# [Exercise instructions]
Set down every entry exactly as it was written.

# [Data shown]
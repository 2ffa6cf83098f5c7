//! Error types for tradingdate-rs.
//!
//! Every fallible operation in the workspace returns [`Result`], whose error
//! side is the single `thiserror`-derived [`Error`] enum below.  Failures are
//! surfaced synchronously to the immediate caller; nothing is retried, since
//! lookup and arithmetic over an immutable day set are deterministic.

use thiserror::Error;

/// The top-level error type used throughout tradingdate-rs.
#[derive(Debug, Error, Clone, PartialEq, Eq)]
pub enum Error {
    /// A date was required to be an exact member of a calendar but is absent.
    #[error("date {date} is not on calendar '{calendar}'")]
    NotOnCalendar {
        /// The requested date (`yyyymmdd`).
        date: i64,
        /// Id of the calendar that was searched.
        calendar: String,
    },

    /// The result of an operation, or an input date, lies outside the
    /// registered calendar.
    #[error("{requested} is out of range for calendar '{calendar}' ({start}:{end})")]
    OutOfRange {
        /// Description of what was requested (a date, or a step from a date).
        requested: String,
        /// First day of the calendar (`yyyymmdd`).
        start: i64,
        /// Last day of the calendar (`yyyymmdd`).
        end: i64,
        /// Id of the calendar.
        calendar: String,
    },

    /// Invalid calendar id, policy token, step, raw date, or day list.
    #[error("invalid argument: {0}")]
    InvalidArgument(String),

    /// Two values of incompatible categories were compared or combined.
    #[error("type mismatch: {0}")]
    TypeMismatch(String),
}

impl Error {
    /// Return `true` for [`Error::OutOfRange`].
    pub fn is_out_of_range(&self) -> bool {
        matches!(self, Error::OutOfRange { .. })
    }

    /// Return `true` for [`Error::NotOnCalendar`].
    pub fn is_not_on_calendar(&self) -> bool {
        matches!(self, Error::NotOnCalendar { .. })
    }
}

/// Shorthand `Result` type used throughout tradingdate-rs.
pub type Result<T, E = Error> = std::result::Result<T, E>;

/// Return `Err(Error::InvalidArgument(...))` if `$cond` is false.
///
/// # Example
/// ```
/// use td_core::{ensure, errors::Error};
/// fn non_zero(step: i64) -> td_core::errors::Result<i64> {
///     ensure!(step != 0, "step must be non-zero");
///     Ok(step)
/// }
/// assert!(non_zero(1).is_ok());
/// assert_eq!(
///     non_zero(0),
///     Err(Error::InvalidArgument("step must be non-zero".into()))
/// );
/// ```
#[macro_export]
macro_rules! ensure {
    ($cond:expr, $($msg:tt)*) => {
        if !$cond {
            return Err($crate::errors::Error::InvalidArgument(
                format!($($msg)*)
            ));
        }
    };
}

/// Return `Err(Error::TypeMismatch(...))` immediately.
///
/// # Example
/// ```
/// use td_core::{mismatch, errors::Error};
/// fn never() -> td_core::errors::Result<()> {
///     mismatch!("cannot order {} and {}", "a", "b");
/// }
/// assert_eq!(never(), Err(Error::TypeMismatch("cannot order a and b".into())));
/// ```
#[macro_export]
macro_rules! mismatch {
    ($($msg:tt)*) => {
        return Err($crate::errors::Error::TypeMismatch(format!($($msg)*)))
    };
}

#[cfg(test)]
mod tests {
    use super::*;

    #[test]
    fn out_of_range_echoes_bounds() {
        let err = Error::OutOfRange {
            requested: "20250121 + 1".into(),
            start: 20250101,
            end: 20250121,
            calendar: "test".into(),
        };
        assert_eq!(
            err.to_string(),
            "20250121 + 1 is out of range for calendar 'test' (20250101:20250121)"
        );
        assert!(err.is_out_of_range());
        assert!(!err.is_not_on_calendar());
    }

    #[test]
    fn not_on_calendar_message() {
        let err = Error::NotOnCalendar {
            date: 20250105,
            calendar: "chinese".into(),
        };
        assert_eq!(err.to_string(), "date 20250105 is not on calendar 'chinese'");
        assert!(err.is_not_on_calendar());
    }

    #[test]
    fn error_is_send_and_sync() {
        fn assert_impl<T: Send + Sync + std::error::Error>() {}
        assert_impl::<Error>();
    }
}
//! Concrete workday providers (country / exchange specific).

/// China (SSE).
pub mod china;

pub use china::China;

# [Exercise output]
repository 2ffa6cf83098f5c7
//! Error types for tradingdate-rs.
//!
//! Every fallible operation in the workspace returns [`Result`], whose error
//! side is the single `thiserror`-derived [`Error`] enum below.  Failures are
//! surfaced synchronously to the immediate caller; nothing is retried, since
//! lookup and arithmetic over an immutable day set are deterministic.

use thiserror::Error;

/// The top-level error type used throughout tradingdate-rs.
#[derive(Debug, Error, Clone, PartialEq, Eq)]
pub enum Error {
    /// A date was required to be an exact member of a calendar but is absent.
    #[error("date {date} is not on calendar '{calendar}'")]
    NotOnCalendar {
        /// The requested date (`yyyymmdd`).
        date: i64,
        /// Id of the calendar that was searched.
        calendar: String,
    },

    /// The result of an operation, or an input date, lies outside the
    /// registered calendar.
    #[error("{requested} is out of range for calendar '{calendar}' ({start}:{end})")]
    OutOfRange {
        /// Description of what was requested (a date, or a step from a date).
        requested: String,
        /// First day of the calendar (`yyyymmdd`).
        start: i64,
        /// Last day of the calendar (`yyyymmdd`).
        end: i64,
        /// Id of the calendar.
        calendar: String,
    },

    /// Invalid calendar id, policy token, step, raw date, or day list.
    #[error("invalid argument: {0}")]
    InvalidArgument(String),

    /// Two values of incompatible categories were compared or combined.
    #[error("type mismatch: {0}")]
    TypeMismatch(String),
}

impl Error {
    /// Return `true` for [`Error::OutOfRange`].
    pub fn is_out_of_range(&self) -> bool {
        matches!(self, Error::OutOfRange { .. })
    }

    /// Return `true` for [`Error::NotOnCalendar`].
    pub fn is_not_on_calendar(&self) -> bool {
        matches!(self, Error::NotOnCalendar { .. })
    }
}

/// Shorthand `Result` type used throughout tradingdate-rs.
pub type Result<T, E = Error> = std::result::Result<T, E>;

/// Return `Err(Error::InvalidArgument(...))` if `$cond` is false.
///
/// # Example
/// ```
/// use td_core::{ensure, errors::Error};
/// fn non_zero(step: i64) -> td_core::errors::Result<i64> {
///     ensure!(step != 0, "step must be non-zero");
///     Ok(step)
/// }
/// assert!(non_zero(1).is_ok());
/// assert_eq!(
///     non_zero(0),
///     Err(Error::InvalidArgument("step must be non-zero".into()))
/// );
/// ```
#[macro_export]
macro_rules! ensure {
    ($cond:expr, $($msg:tt)*) => {
        if !$cond {
            return Err($crate::errors::Error::InvalidArgument(
                format!($($msg)*)
            ));
        }
    };
}

/// Return `Err(Error::TypeMismatch(...))` immediately.
///
/// # Example
/// ```
/// use td_core::{mismatch, errors::Error};
/// fn never() -> td_core::errors::Result<()> {
///     mismatch!("cannot order {} and {}", "a", "b");
/// }
/// assert_eq!(never(), Err(Error::TypeMismatch("cannot order a and b".into())));
/// ```
#[macro_export]
macro_rules! mismatch {
    ($($msg:tt)*) => {
        return Err($crate::errors::Error::TypeMismatch(format!($($msg)*)))
    };
}

#[cfg(test)]
mod tests {
    use super::*;

    #[test]
    fn out_of_range_echoes_bounds() {
        let err = Error::OutOfRange {
            requested: "20250121 + 1".into(),
            start: 20250101,
            end: 20250121,
            calendar: "test".into(),
        };
        assert_eq!(
            err.to_string(),
            "20250121 + 1 is out of range for calendar 'test' (20250101:20250121)"
        );
        assert!(err.is_out_of_range());
        assert!(!err.is_not_on_calendar());
    }

    #[test]
    fn not_on_calendar_message() {
        let err = Error::NotOnCalendar {
            date: 20250105,
            calendar: "chinese".into(),
        };
        assert_eq!(err.to_string(), "date 20250105 is not on calendar 'chinese'");
        assert!(err.is_not_on_calendar());
    }

    #[test]
    fn error_is_send_and_sync() {
        fn assert_impl<T: Send + Sync + std::error::Error>() {}
        assert_impl::<Error>();
    }
}
//! Concrete workday providers (country / exchange specific).

/// China (SSE).
pub mod china;

pub use china::China;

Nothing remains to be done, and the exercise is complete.